Bilingualism is certainly one of Moncton’s assets. Most of Moncton speaks fluent French and English in the only province in Canada that’s officially bilingual. But that’s not the only reason Moncton is flourishing.
Unlike Saint John and Fredericton, Moncton is not a one-industry town. Where Saint John is home to Irving’s oil and forestry empires, and Fredericton is home to the institutional sector including UNB and the provincial government, Moncton’s main advantage is the diversity of its businesses and its strategic location as a link on CN to Halifax.

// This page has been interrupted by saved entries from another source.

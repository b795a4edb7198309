//! `pennywise demo`: run a whole month through the pipeline and print each stage.

use pennywise_core::{BudgetLimit, Category, Session};
use pennywise_finance::FinancialSummary;
use pennywise_ingest::IngestReport;

const QUESTIONS: &[&str] = &[
    "Show budget status",
    "Top expenses",
    "Give me insights",
];

pub fn run_demo(session: &mut Session, report: IngestReport) {
    let settings = session.settings().clone();
    let ledger = session.ledger();

    println!("# Pennywise demo\n");
    println!(
        "Loaded {} transactions ({} duplicates removed)\n",
        report.loaded, report.duplicates_removed
    );

    println!("## Categories\n");
    for c in Category::ALL {
        let count = ledger.transactions().iter().filter(|t| t.category == c).count();
        if count > 0 {
            println!("  {:<16} {} transactions", c.label(), count);
        }
    }

    println!("\n## Budget\n");
    println!(
        "  {:<16} {:>10} {:>10} {:>10} {:>12}",
        "Category", "Spent", "Limit", "Status", "Remaining"
    );
    for s in session.statuses() {
        let BudgetLimit::Bounded(limit) = s.limit else {
            continue;
        };
        let remaining = s.remaining.unwrap_or_default();
        println!(
            "  {:<16} {:>10} {:>10} {:>10} {:>12}",
            s.category.label(),
            settings.money(s.spent),
            settings.money(limit),
            format!("{} {}", s.tier.icon(), s.tier.label()),
            settings.money(remaining)
        );
    }

    let summary = FinancialSummary::from_session(session);
    println!("\n## Summary\n");
    println!("  Total income:   {}", settings.money(summary.total_income));
    println!("  Total expenses: {}", settings.money(summary.total_expenses));
    println!("  Net savings:    {}", settings.money(summary.net_savings));
    match summary.expense_ratio {
        Some(r) => println!("  Expense ratio:  {:.1}%", r),
        None => println!("  Expense ratio:  n/a (no income)"),
    }

    println!("\n## Top categories\n");
    for (i, c) in summary.top_categories.iter().enumerate() {
        println!(
            "  {}. {:<16} {:>10}  ({:.1}%)",
            i + 1,
            c.category.label(),
            settings.money(c.spent),
            c.share_pct
        );
    }

    println!("\n## Chat\n");
    for q in QUESTIONS {
        println!("> {q}");
        println!("{}\n", session.respond(q).trim_end());
    }
}
//! pennywise-ingest: raw transaction sources and loading them into a session.
//!
//! Pipeline: source rows -> `clean` (trim, coerce, dedupe) -> `ingest`
//! (date parsing, classification, ledger append).

pub mod parsers;
pub mod types;

use chrono::NaiveDateTime;
use pennywise_core::time::{now_in, parse_transaction_date};
use pennywise_core::Session;
use std::collections::HashSet;
use tracing::{info, warn};

pub use parsers::{load_csv, sample_transactions};
pub use types::{coerce_amount, RawTransaction};

#[derive(Debug, Clone, Copy, Default, PartialEq, Eq)]
pub struct IngestReport {
    pub loaded: usize,
    pub duplicates_removed: usize,
}

/// Normalize rows and drop exact duplicates, keeping the first occurrence.
///
/// Descriptions, dates and methods are trimmed and amounts are rewritten in
/// canonical decimal form before comparison, so "-1,200" and "-1200" on
/// otherwise identical rows count as duplicates.
pub fn clean(rows: Vec<RawTransaction>) -> Vec<RawTransaction> {
    let mut seen = HashSet::new();
    rows.into_iter()
        .map(|r| RawTransaction {
            date: r.date.trim().to_string(),
            description: r.description.trim().to_string(),
            amount: coerce_amount(&r.amount).normalize().to_string(),
            method: r
                .method
                .map(|m| m.trim().to_string())
                .filter(|m| !m.is_empty()),
        })
        .filter(|r| seen.insert(r.clone()))
        .collect()
}

/// Parse a row date, falling back to `now` when no known format matches.
pub fn parse_date(text: &str, now: NaiveDateTime) -> NaiveDateTime {
    parse_transaction_date(text).unwrap_or_else(|| {
        warn!(date = %text, "unparseable date, using current time");
        now
    })
}

/// Clean `rows` and append them to the session ledger in order.
pub fn ingest(session: &mut Session, rows: Vec<RawTransaction>) -> IngestReport {
    let now = now_in(session.settings().timezone);
    ingest_at(session, rows, now)
}

/// Like `ingest`, with an explicit fallback time for undated rows.
pub fn ingest_at(session: &mut Session, rows: Vec<RawTransaction>, now: NaiveDateTime) -> IngestReport {
    let total = rows.len();
    let cleaned = clean(rows);
    let report = IngestReport {
        loaded: cleaned.len(),
        duplicates_removed: total - cleaned.len(),
    };

    for row in cleaned {
        let ts = parse_date(&row.date, now);
        let amount = coerce_amount(&row.amount);
        session.record(ts, &row.description, amount, row.method.as_deref());
    }

    info!(
        loaded = report.loaded,
        duplicates = report.duplicates_removed,
        "ingested transactions"
    );
    report
}

#[cfg(test)]
mod tests {
    use super::*;
    use chrono::NaiveDate;
    use pennywise_core::Category;
    use rust_decimal_macros::dec;

    fn fallback() -> NaiveDateTime {
        NaiveDate::from_ymd_opt(2025, 12, 1)
            .unwrap()
            .and_hms_opt(8, 0, 0)
            .unwrap()
    }

    #[test]
    fn test_clean_trims_and_dedupes_keeping_first() {
        let rows = vec![
            RawTransaction::new("2025-11-05", "  Swiggy Order ", "-450", Some("UPI")),
            RawTransaction::new("2025-11-05", "Swiggy Order", "-450.00", Some("UPI ")),
            RawTransaction::new("2025-11-26", "Swiggy Order", "-700", Some("UPI")),
            RawTransaction::new("2025-11-05", "Swiggy Order", "-450", Some("Card")),
        ];
        let cleaned = clean(rows);
        assert_eq!(cleaned.len(), 3);
        assert_eq!(cleaned[0].description, "Swiggy Order");
        assert_eq!(cleaned[0].amount, "-450");
        assert_eq!(cleaned[1].amount, "-700");
        assert_eq!(cleaned[2].method.as_deref(), Some("Card"));
    }

    #[test]
    fn test_ingest_sample() {
        let mut session = Session::default();
        let report = ingest_at(&mut session, sample_transactions(), fallback());
        assert_eq!(report.loaded, 15);
        assert_eq!(report.duplicates_removed, 0);

        let ledger = session.ledger();
        assert_eq!(ledger.len(), 15);
        assert_eq!(ledger.spent(Category::Groceries), dec!(3500));
        assert_eq!(ledger.spent(Category::FoodDelivery), dec!(1150));
        assert_eq!(ledger.total_income(), dec!(30500));
    }

    #[test]
    fn test_bad_date_and_amount_are_coerced() {
        let mut session = Session::default();
        let rows = vec![RawTransaction::new("someday", "Mystery charge", "n/a", None)];
        ingest_at(&mut session, rows, fallback());

        let t = &session.ledger().transactions()[0];
        assert_eq!(t.timestamp, fallback());
        assert_eq!(t.amount, dec!(0));
        assert_eq!(t.category, Category::Others);
        assert_eq!(t.method, "Card");
    }
}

But that wasn’t always the case. Before the late 1980s, Moncton was also a one-industry town, the eastern headquarters for Canadian National Railway. That all changed when CNR decided to shutter most of its operations there in 1988. Other industries followed suit, shutting down operations and moving west. Thousands were out of work. By 1990 unemployment in Moncton topped 20 percent.
|CNR Moncton Shops, May 1940|
Rather than giving up, Moncton pinned its future on innovation and diversifying—not the resource sector. It took advantage of Frank McKenna’s economic plan, putting people to work in bilingual call centres. Later, it invested in building a fibre optic backbone network to attract new tech businesses. Today, Greater Moncton is in the top five fastest growing Canadian regions—and the fastest growing east of Saskatoon—with a population of roughly 145,000. And the city has been growing at about 5 percent a year for the past decade.
At the same time New Brunswick communities that depend on the resource sector are tanking. That includes Miramichi, Sussex and Saint John. In a bit of economic sleight of hand the provincial government announced that financially and demographically collapsing Miramichi was chosen as the site for a 240-bed nursing home, the province’s largest. Said Premier Brian Gallant when announcing that project, we “will achieve our goals of creating jobs, growing our economy and supporting families.” The unwritten subtext being written by the New Brunswick government is that aging is the region’s most promising growth industry. Imagine that.
Meanwhile, Moncton is looking for 3000 immigrants to fill projected job vacancies. Simply put, Moncton has learned to be opportunistic. For instance, other than Moncton, no other city benefits from the New Brunswick government’s ‘drive-through, build-more-superhighways’ strategy. It is now aiming to be the “Hub City of the Maritime provinces”, connecting Atlantic Canada to Europe and the rest of the world. Take that, Halifax.
What Moncton has—and seeks—is diversity. Geography helps. Moncton’s location on the rail line between Quebec and Nova Scotia has gifted it with two intersecting cultures, French and English, co-locating in the city and interacting on a daily basis. Unlike the francophone north and the anglophone southwest, Moncton has been a diverse cultural centre from the outset. It’s roots have been nourished by cultural diversity, which has made the leap from single-industry town to diverse cosmopolitan economy much easier. Which is easy to see in retrospect.
It’s not quite that easy for nearby Saint John, just a two-hour drive west. Saint Johners are still very much imbued with the old Loyalist culture, a more culturally vertical (with arguably a wider divide between ‘haves’ and have-nots’) and a less inclusive culture. And the economic power of the resident Irving empires has always tended to suck innovation out of the room, while ensuring a certain economic stability.
The same pattern holds across southwest New Brunswick, with large, resource-based and manufacturing corporations like Connors, Cooke Aquaculture, Arauco (Flakeboard), Ganong and Paturel dominating the local economic landscape. It’s not diversity driving the bus here, it’s plain old market dominance—and trying to fill minimum wage jobs.
Back east, on the other side of the province, Moncton has been chosen as one of the top-seven intelligent communities in the world. Go figure.